Train/Val/Test/Seed split for node classification tasks. The size parameters can either be int or float. If a size parameter is int, then this means the actual number, if it is float, then this means a ratio. train_size or train_size_per_class is mandatory, with the former regardless of class labels. Validation and seed masks are optional. Seed masks here masks nodes within the training set, e.g., in a semi-supervised setting as described in the SSSNET: Semi-Supervised Signed Network Clustering paper. If test_size and test_size_per_class are both None, all the remaining nodes after selecting training (and validation) nodes will be included.

Parameters
  • data (torch_geometric.data.Data or DirectedData, required) – The data object for data split.

  • train_size (int or float, optional) – The size of random splits for the training dataset. If the input is a float number, the ratio of nodes in each class will be sampled.

  • val_size (int or float, optional) – The size of random splits for the validation dataset. If the input is a float number, the ratio of nodes in each class will be sampled.

  • test_size (int or float, optional) – The size of random splits for the validation dataset. If the input is a float number, the ratio of nodes in each class will be sampled. (Default: None. All nodes not selected for training/validation are used for testing)

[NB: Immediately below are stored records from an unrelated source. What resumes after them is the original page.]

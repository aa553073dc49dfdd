//! Persisted client preferences.
//!
//! A small TOML file holding the recent-project list and an optional
//! home-directory override. Corrupt or missing storage degrades to the
//! default; loading never fails the caller.

use std::path::{Path, PathBuf};

use serde::{Deserialize, Serialize};
use tracing::warn;

use crate::error::{LensError, Result};
use crate::util::atomic_write;

/// Cap on the recent-project list.
pub const MAX_RECENT_PROJECTS: usize = 6;

/// One remembered project.
#[derive(Debug, Clone, PartialEq, Eq, Serialize, Deserialize)]
pub struct RecentProject {
    /// Display name.
    pub name: String,
    /// Absolute project path; the de-duplication key.
    pub path: String,
    /// Free-form tag, e.g. a language or team label.
    #[serde(default)]
    pub tag: Option<String>,
}

/// Client configuration.
#[derive(Debug, Clone, Default, PartialEq, Eq, Serialize, Deserialize)]
pub struct ClientConfig {
    /// Most-recent-first project list, de-duplicated by path.
    #[serde(default)]
    pub recent_projects: Vec<RecentProject>,
    /// Override for the directory the project picker starts in.
    #[serde(default)]
    pub home_directory: Option<String>,
}

impl ClientConfig {
    /// Load from the default location, falling back to the default value on
    /// any missing or unreadable file.
    #[must_use]
    pub fn load() -> Self {
        match default_config_path() {
            Ok(path) => Self::load_from(&path),
            Err(err) => {
                warn!(%err, "config directory unavailable, using defaults");
                Self::default()
            }
        }
    }

    /// Load from a specific path. Corrupt content degrades to the default.
    #[must_use]
    pub fn load_from(path: &Path) -> Self {
        let Ok(content) = std::fs::read_to_string(path) else {
            return Self::default();
        };
        match toml::from_str(&content) {
            Ok(config) => config,
            Err(err) => {
                warn!(%err, path = %path.display(), "corrupt config, using defaults");
                Self::default()
            }
        }
    }

    /// Save to the default location.
    pub fn save(&self) -> Result<()> {
        let path = default_config_path()?;
        self.save_to(&path)
    }

    /// Save to a specific path, atomically.
    pub fn save_to(&self, path: &Path) -> Result<()> {
        let content = toml::to_string_pretty(self).map_err(|e| LensError::Config {
            message: format!("Failed to serialize config: {e}"),
        })?;
        atomic_write(path, content.as_bytes())
    }

    /// Record a project as most recently used.
    ///
    /// De-duplicates by path and trims the list to [`MAX_RECENT_PROJECTS`].
    pub fn remember_project(&mut self, project: RecentProject) {
        self.recent_projects.retain(|p| p.path != project.path);
        self.recent_projects.insert(0, project);
        self.recent_projects.truncate(MAX_RECENT_PROJECTS);
    }
}

/// The default configuration path.
pub fn default_config_path() -> Result<PathBuf> {
    let config_dir = dirs::config_dir().ok_or_else(|| LensError::Config {
        message: "config directory discovery unsupported on this platform".to_string(),
    })?;
    Ok(config_dir.join("blamelens").join("config.toml"))
}

#[cfg(test)]
mod tests {
    use pretty_assertions::assert_eq;

    use super::*;

    fn project(path: &str) -> RecentProject {
        RecentProject {
            name: path.rsplit('/').next().unwrap_or(path).to_string(),
            path: path.to_string(),
            tag: None,
        }
    }

    #[test]
    fn test_remember_project_mru_and_dedup() {
        let mut config = ClientConfig::default();
        config.remember_project(project("/a"));
        config.remember_project(project("/b"));
        config.remember_project(project("/a"));

        let paths: Vec<&str> = config.recent_projects.iter().map(|p| p.path.as_str()).collect();
        assert_eq!(paths, vec!["/a", "/b"]);
    }

    #[test]
    fn test_remember_project_caps_list() {
        let mut config = ClientConfig::default();
        for i in 0..10 {
            config.remember_project(project(&format!("/p{i}")));
        }
        assert_eq!(config.recent_projects.len(), MAX_RECENT_PROJECTS);
        assert_eq!(config.recent_projects[0].path, "/p9");
    }

    #[test]
    fn test_load_missing_file_is_default() {
        let dir = tempfile::tempdir().unwrap();
        let config = ClientConfig::load_from(&dir.path().join("nope.toml"));
        assert_eq!(config, ClientConfig::default());
    }

    #[test]
    fn test_load_corrupt_file_is_default() {
        let dir = tempfile::tempdir().unwrap();
        let path = dir.path().join("config.toml");
        std::fs::write(&path, "not [valid toml").unwrap();
        assert_eq!(ClientConfig::load_from(&path), ClientConfig::default());
    }

    #[test]
    fn test_save_and_reload_round_trip() {
        let dir = tempfile::tempdir().unwrap();
        let path = dir.path().join("config.toml");

        let mut config = ClientConfig::default();
        config.home_directory = Some("/home/dev".to_string());
        config.remember_project(project("/a"));
        config.save_to(&path).unwrap();

        assert_eq!(ClientConfig::load_from(&path), config);
    }
}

  • seed_size (int or float, optional) – The size of random splits for the seed nodes within the training set. If the input is a float number, the ratio of nodes in each class will be sampled.

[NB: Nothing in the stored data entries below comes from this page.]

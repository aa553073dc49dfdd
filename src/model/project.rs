//! The active project selection.

use serde::{Deserialize, Serialize};

/// A project directory the backend resolves traces against.
///
/// Exactly one project is active at a time; selecting a new one invalidates
/// every loaded collection scoped to the previous project.
#[derive(Debug, Clone, PartialEq, Eq, Serialize, Deserialize)]
pub struct Project {
    /// Absolute directory path, passed verbatim to the backend.
    pub path: String,
    /// Display label (defaults to the path when none was given).
    pub label: String,
}

impl Project {
    /// Create a project whose label is its path.
    #[must_use]
    pub fn from_path(path: impl Into<String>) -> Self {
        let path = path.into();
        Self {
            label: path.clone(),
            path,
        }
    }

    /// Create a project with an explicit display label.
    #[must_use]
    pub fn new(path: impl Into<String>, label: impl Into<String>) -> Self {
        Self {
            path: path.into(),
            label: label.into(),
        }
    }
}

  • train_size_per_class (int or float, optional) – The size per class of random splits for the training dataset. If the input is a float number, the ratio of nodes in each class will be sampled.

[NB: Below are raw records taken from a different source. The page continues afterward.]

//! Rendering of the view models.
//!
//! View models carry display-escaped text with `<mark>` markers around
//! search matches; [`markup_spans`] converts that into styled spans and
//! undoes the display escaping for terminal output.

use ratatui::layout::{Constraint, Direction, Layout, Rect};
use ratatui::style::Style;
use ratatui::text::{Line, Span};
use ratatui::widgets::{Block, Borders, List, ListItem, Paragraph, Wrap};
use ratatui::Frame;

use crate::store::{LoadState, View};
use crate::text::{MARK_CLOSE, MARK_OPEN};
use crate::util::format_timestamp;
use crate::views::{
    blame_rows, line_detail, timeline_rows, timeline_status, transcript_list_view,
    transcript_view, visible_files, FileListEmpty, FileListView, TranscriptView,
};

use super::app::{App, InputMode};
use super::theme;

/// Undo display escaping for terminal output.
fn unescape_display(text: &str) -> String {
    text.replace("&lt;", "<")
        .replace("&gt;", ">")
        .replace("&quot;", "\"")
        .replace("&#39;", "'")
        .replace("&amp;", "&")
}

/// Split marked-up text into styled spans.
///
/// Segments between [`MARK_OPEN`] and [`MARK_CLOSE`] get the highlight
/// style; everything else keeps `base`. An unclosed marker is rendered
/// literally rather than dropped.
pub(super) fn markup_spans(text: &str, base: Style) -> Vec<Span<'static>> {
    let mut spans = Vec::new();
    let mut rest = text;
    while let Some(open) = rest.find(MARK_OPEN) {
        let Some(close) = rest[open + MARK_OPEN.len()..].find(MARK_CLOSE) else {
            break;
        };
        if open > 0 {
            spans.push(Span::styled(unescape_display(&rest[..open]), base));
        }
        let start = open + MARK_OPEN.len();
        spans.push(Span::styled(
            unescape_display(&rest[start..start + close]),
            theme::mark(),
        ));
        rest = &rest[start + close + MARK_CLOSE.len()..];
    }
    if !rest.is_empty() {
        spans.push(Span::styled(unescape_display(rest), base));
    }
    spans
}

fn load_state_message(state: &LoadState) -> Option<String> {
    match state {
        LoadState::BackendMissing => {
            Some("Desktop backend required. Start with --backend <command>".to_string())
        }
        LoadState::NoProject => Some("No project selected. Pass --project <dir>".to_string()),
        LoadState::Loading => Some("Loading...".to_string()),
        LoadState::Failed(msg) => Some(format!("Load failed: {msg}")),
        LoadState::Idle | LoadState::Loaded => None,
    }
}

pub(super) fn draw(frame: &mut Frame<'_>, app: &App) {
    let chunks = Layout::default()
        .direction(Direction::Vertical)
        .constraints([
            Constraint::Length(1),
            Constraint::Min(3),
            Constraint::Length(1),
        ])
        .split(frame.area());

    draw_tabs(frame, app, chunks[0]);
    match app.state.view {
        View::Blame => draw_blame(frame, app, chunks[1]),
        View::Timeline => draw_timeline(frame, app, chunks[1]),
        View::Transcripts => draw_transcripts(frame, app, chunks[1]),
        View::Settings => draw_settings(frame, app, chunks[1]),
    }
    draw_footer(frame, app, chunks[2]);
}

fn draw_tabs(frame: &mut Frame<'_>, app: &App, area: Rect) {
    let tabs = [
        (View::Blame, "1 Blame"),
        (View::Timeline, "2 Timeline"),
        (View::Transcripts, "3 Transcripts"),
        (View::Settings, "4 Settings"),
    ];
    let mut spans = Vec::new();
    for (view, label) in tabs {
        let style = if app.state.view == view {
            theme::active_tab()
        } else {
            theme::dim()
        };
        spans.push(Span::styled(format!(" {label} "), style));
    }
    if let Some(project) = &app.state.project {
        spans.push(Span::styled(format!("  {}", project.label), theme::dim()));
    }
    frame.render_widget(Paragraph::new(Line::from(spans)), area);
}

fn draw_footer(frame: &mut Frame<'_>, app: &App, area: Rect) {
    let text = match app.input_mode {
        InputMode::FileFilter => format!("filter: {}_", app.state.file_filter),
        InputMode::CrossSearch => format!("search: {}_", app.state.cross_session_query),
        InputMode::TranscriptFilter => format!("in-transcript: {}_", app.state.transcript_query),
        InputMode::Normal => app
            .state
            .status
            .clone()
            .unwrap_or_else(|| "q quit  1-4 views  / search  j/k move  Enter select".to_string()),
    };
    frame.render_widget(Paragraph::new(Span::styled(text, theme::status())), area);
}

fn empty_list(message: &str, title: &str) -> Paragraph<'static> {
    Paragraph::new(message.to_string())
        .style(theme::dim())
        .wrap(Wrap { trim: true })
        .block(Block::default().borders(Borders::ALL).title(title.to_string()))
}

fn draw_blame(frame: &mut Frame<'_>, app: &App, area: Rect) {
    let panes = Layout::default()
        .direction(Direction::Horizontal)
        .constraints([Constraint::Percentage(40), Constraint::Percentage(60)])
        .split(area);

    match visible_files(&app.state) {
        FileListView::Files(files) => {
            let items: Vec<ListItem<'_>> = files
                .iter()
                .enumerate()
                .map(|(i, path)| {
                    let base = if i == app.file_cursor {
                        theme::selection()
                    } else {
                        Style::default()
                    };
                    let label = crate::views::blame::file_label(path, &app.state.file_filter);
                    ListItem::new(Line::from(markup_spans(&label, base)))
                })
                .collect();
            let title = format!("Files ({})", files.len());
            frame.render_widget(
                List::new(items).block(Block::default().borders(Borders::ALL).title(title)),
                panes[0],
            );
        }
        FileListView::Empty(reason) => {
            let message = match load_state_message(&app.state.files_state) {
                Some(msg) => msg,
                None => match reason {
                    FileListEmpty::NoProject => "No project selected".to_string(),
                    FileListEmpty::EmptyFolder => "No files in this project".to_string(),
                    FileListEmpty::NoAgentTouched => {
                        "No agent-touched files. Press t to show all files".to_string()
                    }
                    FileListEmpty::NoMatches => "No files match the filter".to_string(),
                },
            };
            frame.render_widget(empty_list(&message, "Files"), panes[0]);
        }
    }

    let detail_split = Layout::default()
        .direction(Direction::Vertical)
        .constraints([Constraint::Min(3), Constraint::Length(6)])
        .split(panes[1]);

    if let Some(message) = load_state_message(&app.state.blame_state) {
        frame.render_widget(empty_list(&message, "Blame"), detail_split[0]);
    } else {
        let items: Vec<ListItem<'_>> = blame_rows(&app.state)
            .into_iter()
            .map(|row| {
                let base = if row.selected {
                    theme::selection()
                } else {
                    Style::default()
                };
                let mut spans = vec![Span::styled(format!("{:>5} ", row.line_no), theme::dim())];
                match row.badge {
                    Some(badge) => spans.push(Span::styled(format!("[{badge:<8}] "), theme::badge())),
                    None => spans.push(Span::raw(" ".repeat(11))),
                }
                spans.push(Span::styled(row.text.to_string(), base));
                ListItem::new(Line::from(spans))
            })
            .collect();
        let title = app
            .state
            .selected_file
            .clone()
            .unwrap_or_else(|| "Blame".to_string());
        frame.render_widget(
            List::new(items).block(Block::default().borders(Borders::ALL).title(title)),
            detail_split[0],
        );
    }

    let detail = match line_detail(&app.state) {
        Some(detail) => {
            let mut lines = vec![Line::from(format!("Line {}: {}", detail.line_no, detail.text))];
            match detail.attribution {
                Some(meta) => {
                    lines.push(Line::from(format!("Model: {}", meta.model)));
                    lines.push(Line::from(format!("When:  {}", format_timestamp(&meta.timestamp))));
                    match detail.session_ref {
                        Some(session) => lines.push(Line::from(vec![
                            Span::raw("Session: "),
                            Span::styled(session.to_string(), theme::badge()),
                            Span::styled("  (s to open transcript)", theme::dim()),
                        ])),
                        None => lines.push(Line::from(Span::styled("No session recorded", theme::dim()))),
                    }
                }
                None => lines.push(Line::from(Span::styled(
                    "No recorded agent edit for this line",
                    theme::dim(),
                ))),
            }
            Paragraph::new(lines)
        }
        None => Paragraph::new(Span::styled("Select a line with Up/Down", theme::dim())),
    };
    frame.render_widget(
        detail.block(Block::default().borders(Borders::ALL).title("Attribution")),
        detail_split[1],
    );
}

fn draw_timeline(frame: &mut Frame<'_>, app: &App, area: Rect) {
    if let Some(message) = load_state_message(&app.state.timeline_state) {
        frame.render_widget(empty_list(&message, "Timeline"), area);
        return;
    }

    let items: Vec<ListItem<'_>> = timeline_rows(&app.state)
        .into_iter()
        .enumerate()
        .map(|(i, row)| {
            let base = if i == app.timeline_cursor {
                theme::selection()
            } else {
                Style::default()
            };
            let timestamp = row.timestamp.map(format_timestamp);
            let mut spans = vec![
                Span::styled(
                    format!("{:<17} ", timestamp.as_deref().unwrap_or("-")),
                    theme::dim(),
                ),
                Span::styled(format!("{:<8} ", row.action.unwrap_or("-")), base),
            ];
            if let Some(file) = row.file_link {
                spans.push(Span::styled(file.to_string(), theme::badge()));
            }
            if let Some(model) = row.model {
                spans.push(Span::styled(format!("  {model}"), theme::dim()));
            }
            if let Some(agent) = row.agent {
                spans.push(Span::styled(format!("  {agent}"), theme::dim()));
            }
            ListItem::new(Line::from(spans))
        })
        .collect();

    let title = format!("Timeline ({})", timeline_status(&app.state));
    frame.render_widget(
        List::new(items).block(Block::default().borders(Borders::ALL).title(title)),
        area,
    );
}

fn draw_transcripts(frame: &mut Frame<'_>, app: &App, area: Rect) {
    if app.state.current_transcript.is_some() {
        draw_open_transcript(frame, app, area);
        return;
    }

    if let Some(message) = load_state_message(&app.state.transcripts_state) {
        frame.render_widget(empty_list(&message, "Transcripts"), area);
        return;
    }

    let view = transcript_list_view(&app.state);
    let items: Vec<ListItem<'_>> = view
        .rows
        .iter()
        .enumerate()
        .map(|(i, row)| {
            let base = if i == app.list_cursor {
                theme::selection()
            } else {
                Style::default()
            };
            let mut lines = vec![Line::from(vec![
                Span::styled(row.title.clone(), base),
                Span::styled(
                    format!(
                        "  {} msgs  {}  {}",
                        row.message_count,
                        row.agent_tool,
                        format_timestamp(row.start_time)
                    ),
                    theme::dim(),
                ),
            ])];
            for snippet in &row.snippets {
                let mut spans = vec![Span::styled(format!("    [{}] ", snippet.block_type), theme::dim())];
                spans.extend(markup_spans(&snippet.text, Style::default()));
                lines.push(Line::from(spans));
            }
            ListItem::new(lines)
        })
        .collect();

    frame.render_widget(
        List::new(items).block(Block::default().borders(Borders::ALL).title(view.header)),
        area,
    );
}

fn draw_open_transcript(frame: &mut Frame<'_>, app: &App, area: Rect) {
    let title = app
        .state
        .selected_transcript
        .clone()
        .unwrap_or_else(|| "Transcript".to_string());

    let lines: Vec<Line<'_>> = match transcript_view(&app.state) {
        TranscriptView::NotOpen => vec![Line::from(Span::styled("No transcript open", theme::dim()))],
        TranscriptView::NoMessages => {
            vec![Line::from(Span::styled("This transcript has no messages", theme::dim()))]
        }
        TranscriptView::NoMatch { query } => vec![Line::from(Span::styled(
            format!("No messages match \"{query}\""),
            theme::dim(),
        ))],
        TranscriptView::Messages(messages) => {
            let mut lines = Vec::new();
            for message in &messages {
                let mut header = vec![Span::styled(message.role.to_string(), theme::role(message.role))];
                if let Some(model) = message.model {
                    header.push(Span::styled(format!("  {model}"), theme::dim()));
                }
                header.push(Span::styled(
                    format!("  {}", format_timestamp(message.timestamp)),
                    theme::dim(),
                ));
                lines.push(Line::from(header));

                for block in &message.blocks {
                    let mut first = vec![Span::styled(format!("  [{}] ", block.kind), theme::dim())];
                    if let Some(heading) = &block.heading {
                        first.extend(markup_spans(heading, theme::badge()));
                    }
                    lines.push(Line::from(first));

                    let body_style = if block.is_error {
                        theme::error_text()
                    } else {
                        Style::default()
                    };
                    for body_line in block.body.lines() {
                        let mut spans = vec![Span::raw("    ")];
                        spans.extend(markup_spans(body_line, body_style));
                        lines.push(Line::from(spans));
                    }
                }
                lines.push(Line::from(""));
            }
            lines
        }
    };

    let paragraph = Paragraph::new(lines)
        .wrap(Wrap { trim: false })
        .scroll((app.transcript_scroll, 0))
        .block(Block::default().borders(Borders::ALL).title(title));
    frame.render_widget(paragraph, area);
}

fn draw_settings(frame: &mut Frame<'_>, app: &App, area: Rect) {
    let mut lines = vec![Line::from("Recent projects:")];
    if app.config.recent_projects.is_empty() {
        lines.push(Line::from(Span::styled("  (none)", theme::dim())));
    }
    for project in &app.config.recent_projects {
        let tag = project.tag.as_deref().unwrap_or("");
        lines.push(Line::from(format!("  {}  {}  {tag}", project.name, project.path)));
    }
    lines.push(Line::from(""));
    lines.push(Line::from(format!(
        "Home directory: {}",
        app.config.home_directory.as_deref().unwrap_or("(default)")
    )));
    frame.render_widget(
        Paragraph::new(lines).block(Block::default().borders(Borders::ALL).title("Settings")),
        area,
    );
}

  • val_size_per_class (int or float, optional) – The size per class of random splits for the validation dataset. If the input is a float number, the ratio of nodes in each class will be sampled.

  • test_size_per_class (int or float, optional) – The size per class of random splits for the testing dataset. If the input is a float number, the ratio of nodes in each class will be sampled. (Default: None. All nodes not selected for training/validation are used for testing)

  • seed_size_per_class (int or float, optional) – The size per class of random splits for seed nodes within the training set. If the input is a float number, the ratio of nodes in each class will be sampled.

  • seed (An empty list or a list with the length of data_split, optional) – The random seed list for each data split.

  • data_split (int, optional) – number of splits (Default : 2)

set_hermitian_features(k: int = 2)[source]

create Hermitian feature (rw normalized)

Parameters

k (int) – Half of the dimension of features. Default is 2.

Data Generators

SSBM(n: int, k: int, pin: float, etain: float, pout: Optional[float] = None, size_ratio: float = 2, etaout: Optional[float] = None, values: str = 'ones')Tuple[Tuple[scipy.sparse.base.spmatrix, scipy.sparse.base.spmatrix], numpy.array][source]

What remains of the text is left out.